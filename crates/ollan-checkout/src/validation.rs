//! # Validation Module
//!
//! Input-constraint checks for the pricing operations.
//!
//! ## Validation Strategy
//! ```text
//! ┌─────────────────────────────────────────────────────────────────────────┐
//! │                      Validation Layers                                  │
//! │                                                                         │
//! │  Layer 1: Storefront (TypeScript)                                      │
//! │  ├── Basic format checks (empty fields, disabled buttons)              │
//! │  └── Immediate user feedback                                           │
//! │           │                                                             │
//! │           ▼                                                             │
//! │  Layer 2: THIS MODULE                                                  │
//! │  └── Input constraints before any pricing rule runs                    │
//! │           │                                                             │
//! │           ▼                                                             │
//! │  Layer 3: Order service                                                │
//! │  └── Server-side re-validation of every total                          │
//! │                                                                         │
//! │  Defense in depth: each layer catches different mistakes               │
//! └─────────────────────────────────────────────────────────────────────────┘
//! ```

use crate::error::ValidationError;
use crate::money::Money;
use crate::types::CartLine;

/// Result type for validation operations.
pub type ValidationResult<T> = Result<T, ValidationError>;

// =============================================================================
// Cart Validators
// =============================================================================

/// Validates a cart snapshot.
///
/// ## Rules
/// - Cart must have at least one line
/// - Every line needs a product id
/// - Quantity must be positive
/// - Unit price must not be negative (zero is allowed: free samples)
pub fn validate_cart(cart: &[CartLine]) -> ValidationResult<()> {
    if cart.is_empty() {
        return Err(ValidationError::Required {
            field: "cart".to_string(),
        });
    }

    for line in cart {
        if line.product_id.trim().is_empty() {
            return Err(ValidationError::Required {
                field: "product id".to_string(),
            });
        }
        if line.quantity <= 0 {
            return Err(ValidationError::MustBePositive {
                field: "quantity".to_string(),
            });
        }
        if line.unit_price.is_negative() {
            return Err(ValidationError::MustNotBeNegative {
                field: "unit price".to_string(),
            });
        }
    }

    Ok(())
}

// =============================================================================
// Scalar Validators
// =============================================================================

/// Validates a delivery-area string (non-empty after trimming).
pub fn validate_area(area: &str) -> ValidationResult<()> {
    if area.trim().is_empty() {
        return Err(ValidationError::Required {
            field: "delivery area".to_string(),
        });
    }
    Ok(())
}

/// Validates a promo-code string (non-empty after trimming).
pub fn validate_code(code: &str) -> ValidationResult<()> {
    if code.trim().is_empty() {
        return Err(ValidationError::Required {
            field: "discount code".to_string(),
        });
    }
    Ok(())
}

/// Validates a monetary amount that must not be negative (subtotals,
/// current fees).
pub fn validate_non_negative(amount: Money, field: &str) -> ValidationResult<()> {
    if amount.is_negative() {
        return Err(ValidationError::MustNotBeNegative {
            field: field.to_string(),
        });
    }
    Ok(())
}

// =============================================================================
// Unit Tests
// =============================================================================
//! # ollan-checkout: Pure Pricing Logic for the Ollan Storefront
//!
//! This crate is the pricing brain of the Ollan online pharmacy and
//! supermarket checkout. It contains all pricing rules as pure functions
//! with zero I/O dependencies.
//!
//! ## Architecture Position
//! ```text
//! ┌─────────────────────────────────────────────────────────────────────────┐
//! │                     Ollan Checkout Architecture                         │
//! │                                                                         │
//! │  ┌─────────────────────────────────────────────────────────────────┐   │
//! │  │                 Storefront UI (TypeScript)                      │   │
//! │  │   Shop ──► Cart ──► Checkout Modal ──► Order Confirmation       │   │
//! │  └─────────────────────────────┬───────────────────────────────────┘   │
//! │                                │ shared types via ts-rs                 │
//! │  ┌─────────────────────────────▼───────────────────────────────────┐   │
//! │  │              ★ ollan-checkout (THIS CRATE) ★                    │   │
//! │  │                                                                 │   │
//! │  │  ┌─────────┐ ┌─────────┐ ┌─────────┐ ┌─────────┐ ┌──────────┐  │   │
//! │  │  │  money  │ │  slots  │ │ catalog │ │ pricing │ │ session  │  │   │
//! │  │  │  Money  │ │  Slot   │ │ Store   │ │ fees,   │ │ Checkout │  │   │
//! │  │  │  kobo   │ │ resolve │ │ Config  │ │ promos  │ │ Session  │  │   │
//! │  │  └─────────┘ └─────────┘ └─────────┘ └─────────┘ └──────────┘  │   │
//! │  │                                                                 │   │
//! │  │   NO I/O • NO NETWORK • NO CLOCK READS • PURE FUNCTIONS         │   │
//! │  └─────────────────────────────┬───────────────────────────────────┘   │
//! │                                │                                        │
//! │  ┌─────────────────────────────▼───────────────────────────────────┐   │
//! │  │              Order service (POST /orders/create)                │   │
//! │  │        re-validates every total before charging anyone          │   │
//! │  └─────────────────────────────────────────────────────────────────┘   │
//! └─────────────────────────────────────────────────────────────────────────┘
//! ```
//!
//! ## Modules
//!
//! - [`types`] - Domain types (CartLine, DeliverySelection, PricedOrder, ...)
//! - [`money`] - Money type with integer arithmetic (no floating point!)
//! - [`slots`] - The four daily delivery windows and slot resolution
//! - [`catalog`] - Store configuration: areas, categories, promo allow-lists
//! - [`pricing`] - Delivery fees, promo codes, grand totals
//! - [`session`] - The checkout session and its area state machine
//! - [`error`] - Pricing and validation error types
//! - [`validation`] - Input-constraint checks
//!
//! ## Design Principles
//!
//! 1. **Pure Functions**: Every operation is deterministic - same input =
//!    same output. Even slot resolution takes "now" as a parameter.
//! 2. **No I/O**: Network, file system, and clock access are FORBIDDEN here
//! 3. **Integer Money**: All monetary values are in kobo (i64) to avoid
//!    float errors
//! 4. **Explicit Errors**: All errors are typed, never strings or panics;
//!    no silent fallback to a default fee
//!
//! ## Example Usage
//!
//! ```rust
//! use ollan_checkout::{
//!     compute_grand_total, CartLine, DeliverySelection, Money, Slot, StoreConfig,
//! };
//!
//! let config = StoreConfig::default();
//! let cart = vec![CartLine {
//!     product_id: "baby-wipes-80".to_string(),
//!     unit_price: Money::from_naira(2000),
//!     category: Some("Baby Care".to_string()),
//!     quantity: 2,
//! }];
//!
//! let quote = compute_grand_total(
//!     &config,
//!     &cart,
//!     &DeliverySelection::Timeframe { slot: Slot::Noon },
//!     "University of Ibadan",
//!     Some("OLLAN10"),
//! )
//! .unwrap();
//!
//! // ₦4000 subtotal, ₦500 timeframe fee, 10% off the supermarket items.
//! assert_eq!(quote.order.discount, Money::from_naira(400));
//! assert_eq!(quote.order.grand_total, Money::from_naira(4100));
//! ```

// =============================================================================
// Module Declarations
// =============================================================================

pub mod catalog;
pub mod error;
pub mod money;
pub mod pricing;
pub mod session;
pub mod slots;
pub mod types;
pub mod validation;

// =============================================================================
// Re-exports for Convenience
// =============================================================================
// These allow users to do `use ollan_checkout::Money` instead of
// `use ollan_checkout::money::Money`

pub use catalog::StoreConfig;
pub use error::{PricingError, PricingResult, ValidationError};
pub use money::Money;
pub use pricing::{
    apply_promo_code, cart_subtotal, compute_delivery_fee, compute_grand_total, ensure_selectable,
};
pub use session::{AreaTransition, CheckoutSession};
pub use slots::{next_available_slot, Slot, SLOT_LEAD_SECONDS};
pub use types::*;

☆ ☆ ☆ ☆ ☆ ☆ ☆

Work request: Transcribe the records in full, keeping every character as it is.

Exercise solution:
filename crates/ollan-checkout/src/validation.rs
//! # Validation Module
//!
//! Input-constraint checks for the pricing operations.
//!
//! ## Validation Strategy
//! ```text
//! ┌─────────────────────────────────────────────────────────────────────────┐
//! │                      Validation Layers                                  │
//! │                                                                         │
//! │  Layer 1: Storefront (TypeScript)                                      │
//! │  ├── Basic format checks (empty fields, disabled buttons)              │
//! │  └── Immediate user feedback                                           │
//! │           │                                                             │
//! │           ▼                                                             │
//! │  Layer 2: THIS MODULE                                                  │
//! │  └── Input constraints before any pricing rule runs                    │
//! │           │                                                             │
//! │           ▼                                                             │
//! │  Layer 3: Order service                                                │
//! │  └── Server-side re-validation of every total                          │
//! │                                                                         │
//! │  Defense in depth: each layer catches different mistakes               │
//! └─────────────────────────────────────────────────────────────────────────┘
//! ```

use crate::error::ValidationError;
use crate::money::Money;
use crate::types::CartLine;

/// Result type for validation operations.
pub type ValidationResult<T> = Result<T, ValidationError>;

// =============================================================================
// Cart Validators
// =============================================================================

/// Validates a cart snapshot.
///
/// ## Rules
/// - Cart must have at least one line
/// - Every line needs a product id
/// - Quantity must be positive
/// - Unit price must not be negative (zero is allowed: free samples)
pub fn validate_cart(cart: &[CartLine]) -> ValidationResult<()> {
    if cart.is_empty() {
        return Err(ValidationError::Required {
            field: "cart".to_string(),
        });
    }

    for line in cart {
        if line.product_id.trim().is_empty() {
            return Err(ValidationError::Required {
                field: "product id".to_string(),
            });
        }
        if line.quantity <= 0 {
            return Err(ValidationError::MustBePositive {
                field: "quantity".to_string(),
            });
        }
        if line.unit_price.is_negative() {
            return Err(ValidationError::MustNotBeNegative {
                field: "unit price".to_string(),
            });
        }
    }

    Ok(())
}

// =============================================================================
// Scalar Validators
// =============================================================================

/// Validates a delivery-area string (non-empty after trimming).
pub fn validate_area(area: &str) -> ValidationResult<()> {
    if area.trim().is_empty() {
        return Err(ValidationError::Required {
            field: "delivery area".to_string(),
        });
    }
    Ok(())
}

/// Validates a promo-code string (non-empty after trimming).
pub fn validate_code(code: &str) -> ValidationResult<()> {
    if code.trim().is_empty() {
        return Err(ValidationError::Required {
            field: "discount code".to_string(),
        });
    }
    Ok(())
}

/// Validates a monetary amount that must not be negative (subtotals,
/// current fees).
pub fn validate_non_negative(amount: Money, field: &str) -> ValidationResult<()> {
    if amount.is_negative() {
        return Err(ValidationError::MustNotBeNegative {
            field: field.to_string(),
        });
    }
    Ok(())
}

// =============================================================================
// Unit Tests
// =============================================================================
//! # ollan-checkout: Pure Pricing Logic for the Ollan Storefront
//!
//! This crate is the pricing brain of the Ollan online pharmacy and
//! supermarket checkout. It contains all pricing rules as pure functions
//! with zero I/O dependencies.
//!
//! ## Architecture Position
//! ```text
//! ┌─────────────────────────────────────────────────────────────────────────┐
//! │                     Ollan Checkout Architecture                         │
//! │                                                                         │
//! │  ┌─────────────────────────────────────────────────────────────────┐   │
//! │  │                 Storefront UI (TypeScript)                      │   │
//! │  │   Shop ──► Cart ──► Checkout Modal ──► Order Confirmation       │   │
//! │  └─────────────────────────────┬───────────────────────────────────┘   │
//! │                                │ shared types via ts-rs                 │
//! │  ┌─────────────────────────────▼───────────────────────────────────┐   │
//! │  │              ★ ollan-checkout (THIS CRATE) ★                    │   │
//! │  │                                                                 │   │
//! │  │  ┌─────────┐ ┌─────────┐ ┌─────────┐ ┌─────────┐ ┌──────────┐  │   │
//! │  │  │  money  │ │  slots  │ │ catalog │ │ pricing │ │ session  │  │   │
//! │  │  │  Money  │ │  Slot   │ │ Store   │ │ fees,   │ │ Checkout │  │   │
//! │  │  │  kobo   │ │ resolve │ │ Config  │ │ promos  │ │ Session  │  │   │
//! │  │  └─────────┘ └─────────┘ └─────────┘ └─────────┘ └──────────┘  │   │
//! │  │                                                                 │   │
//! │  │   NO I/O • NO NETWORK • NO CLOCK READS • PURE FUNCTIONS         │   │
//! │  └─────────────────────────────┬───────────────────────────────────┘   │
//! │                                │                                        │
//! │  ┌─────────────────────────────▼───────────────────────────────────┐   │
//! │  │              Order service (POST /orders/create)                │   │
//! │  │        re-validates every total before charging anyone          │   │
//! │  └─────────────────────────────────────────────────────────────────┘   │
//! └─────────────────────────────────────────────────────────────────────────┘
//! ```
//!
//! ## Modules
//!
//! - [`types`] - Domain types (CartLine, DeliverySelection, PricedOrder, ...)
//! - [`money`] - Money type with integer arithmetic (no floating point!)
//! - [`slots`] - The four daily delivery windows and slot resolution
//! - [`catalog`] - Store configuration: areas, categories, promo allow-lists
//! - [`pricing`] - Delivery fees, promo codes, grand totals
//! - [`session`] - The checkout session and its area state machine
//! - [`error`] - Pricing and validation error types
//! - [`validation`] - Input-constraint checks
//!
//! ## Design Principles
//!
//! 1. **Pure Functions**: Every operation is deterministic - same input =
//!    same output. Even slot resolution takes "now" as a parameter.
//! 2. **No I/O**: Network, file system, and clock access are FORBIDDEN here
//! 3. **Integer Money**: All monetary values are in kobo (i64) to avoid
//!    float errors
//! 4. **Explicit Errors**: All errors are typed, never strings or panics;
//!    no silent fallback to a default fee
//!
//! ## Example Usage
//!
//! ```rust
//! use ollan_checkout::{
//!     compute_grand_total, CartLine, DeliverySelection, Money, Slot, StoreConfig,
//! };
//!
//! let config = StoreConfig::default();
//! let cart = vec![CartLine {
//!     product_id: "baby-wipes-80".to_string(),
//!     unit_price: Money::from_naira(2000),
//!     category: Some("Baby Care".to_string()),
//!     quantity: 2,
//! }];
//!
//! let quote = compute_grand_total(
//!     &config,
//!     &cart,
//!     &DeliverySelection::Timeframe { slot: Slot::Noon },
//!     "University of Ibadan",
//!     Some("OLLAN10"),
//! )
//! .unwrap();
//!
//! // ₦4000 subtotal, ₦500 timeframe fee, 10% off the supermarket items.
//! assert_eq!(quote.order.discount, Money::from_naira(400));
//! assert_eq!(quote.order.grand_total, Money::from_naira(4100));
//! ```

// =============================================================================
// Module Declarations
// =============================================================================

pub mod catalog;
pub mod error;
pub mod money;
pub mod pricing;
pub mod session;
pub mod slots;
pub mod types;
pub mod validation;

// =============================================================================
// Re-exports for Convenience
// =============================================================================
// These allow users to do `use ollan_checkout::Money` instead of
// `use ollan_checkout::money::Money`

pub use catalog::StoreConfig;
pub use error::{PricingError, PricingResult, ValidationError};
pub use money::Money;
pub use pricing::{
    apply_promo_code, cart_subtotal, compute_delivery_fee, compute_grand_total, ensure_selectable,
};
pub use session::{AreaTransition, CheckoutSession};
pub use slots::{next_available_slot, Slot, SLOT_LEAD_SECONDS};
pub use types::*;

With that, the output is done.